TENGETÈ UYAK NGET-NGET
Dokumentasi pribadi
Kondisi salah satu lontar milik masyarakat yang tidak pernah dibaca
Peninggalan masa lampau atau warisan dari leluhur akan sangat beranfaat ketika yang diwariskan menghargai dan tetap melestarikan, apalagi bisa mempelajari dan dimanfaatkan demi kepentingan masyarakat banyak. peninggalan sejarah sangat banyak sekali diantaranya berupa : patung, alat-alat penunjang kehidupan sehari-hari, pustaka dan pusaka-pusaka. suatu peninggalan akan dapat diketahui apakah itu masih berguna atau tidak ketika ada yang mempelajarinya.

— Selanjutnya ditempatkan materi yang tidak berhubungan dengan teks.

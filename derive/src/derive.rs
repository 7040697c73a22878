use quote::quote;
use syn::{parse, spanned::Spanned, DeriveInput};

use crate::util::parse_view_attrs;

pub fn view_derive(item: proc_macro::TokenStream) -> proc_macro::TokenStream {
	let derive_input = match parse::<DeriveInput>(item) {
		Ok(e) => e,
		Err(err) => {
			return err.into_compile_error().into();
		},
	};

	let views = match parse_view_attrs(&derive_input.attrs) {
		Ok(views) => views,
		Err(err) => {
			return err.into_compile_error().into();
		},
	};

	let view = match views.as_slice() {
		[view] => view,
		[] => return syn::Error::new(
			derive_input.ident.span(),
			"A view is required, eg: #[any_ptr(view = dyn Trait)]",
		).into_compile_error().into(),
		[_, extra, ..] => return syn::Error::new(
			extra.span(),
			"Only a single view may be registered",
		).into_compile_error().into(),
	};

	let ident = &derive_input.ident;
	let (impl_generics, ty_generics, where_clause) = derive_input.generics.split_for_impl();

	quote! {
		impl #impl_generics ::any_ptr::View<#view> for #ident #ty_generics #where_clause {
			#[inline]
			fn view(self: ::std::sync::Arc<Self>) -> ::std::sync::Arc<#view> {
				self
			}
		}
	}.into()
}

Banyak peninggalan-peninggalan kuno tersebut rusak karena termakan jaman dan tidak dirawat dengan baik oleh masyarakat yang mewarisinya, contohnya adalah warisan yang berupa naskah dalam lontar yang sering disebut cakepan, cakepan yang dimiliki masyarakat terbelenggu oleh istilah aywa wera, sehingga banyak lontar-lontar tersebut rusak ketika akan dibaca. Kerusakan yang yang dimaksud adalah patah, termakan oleh binatang perusak lontar, dan rusak karena tempatnya basah atau lembab. Ketika lontar telah rusak maka dapat dipastikan isinya sudah tidak bisa di ketahui secara utuh meskipun ada beberapa lembar yang masih bisa dibaca.
Dokumentasi pribadi
Proses pembacaan dan identifikasi lontar milik masyarakat
Dokrin aywa wera di masyarakat sangat melekat sekali, sehingga banyak lontar yang tidak boleh di buka dengan adanya permasalahan
tersebut cukup menyulitkan untuk mengajak masyarakat untuk membaca kembali lontarnya. Untuk mengubah paradigma tersebut
maka diperlukannya komunikasi dan sosialisasi komperenship agar masyarakat
terbuka dan tidak lagi terdokrin bahwa kalau membaca lontar nanti bisa gila.
Secara logika orang tua leluhur kita sudah sangat bijak sekali dalam
mempelajari ilmu pengetahuan. Kenapa ada isitilah “aywa wera” artinya apabila seseorang belum dirasa cukup umur dan
tidak ada pendamping, jangan sesekali menjalankan pengetahuan yang ada tertulis
di lontar tersebut agar tidak disalah gunakan, dan jika ada pembimbing apa
bila mengalami kebingungan maka lebih mudah untuk bertanya jadi tidak stres
sendiri, jika tidak ketika mengalami masalah dan kebingungan tidak terpecahkan
lama-kelamaan akan stress sehingga terus menerus maka bisa menyebabkan gila,
maka dari itu diperlukan juga pendamping atau guru. Leluhur kita dahulu adalah
percaya semua yang ada di dunia ini memiliki kekuatan maka dari itu lontar yang
berisikan pengetahuan tersebut diupacarai dan disakralkan sehingga agar kita
menghargai maka tidak boleh sembarangan dalam membuka, membaca, dan menaruh
yang dikenal istilah “aywa wera” bukan
berarti tidak boleh dibaca. Jika tidak dibaca maka lama-kelamaan lontar akan
rusak dimakan binatang perusak serta karena umur. Maka dari itu untuk merubah
paradigma yang keliru perlu adanya sosialisasi agar masyarakat mau terbuka dan
belajar membaca kembali warisan-warisan tersebut sehingga pesan yang tertuang
dalam lontar tersebut bisa terus terwarisi, secara tidak langsung akan
membangkitkan kembali minat masyarakat untuk belajar membaca aksara Bali. Dengan adanya seperti itu maka muncul istilah “tenget amah nget-nget” karena sakeng disakralkan pustaka lontar yang dimiliki sehingga tidak pernah dibaca akhirnya termakan ngengat (binatang kecil pemakan daun lontar). Maka perlu istilah tersebut diganti dengan “tenget kewala inget" sakral tetapi ingat.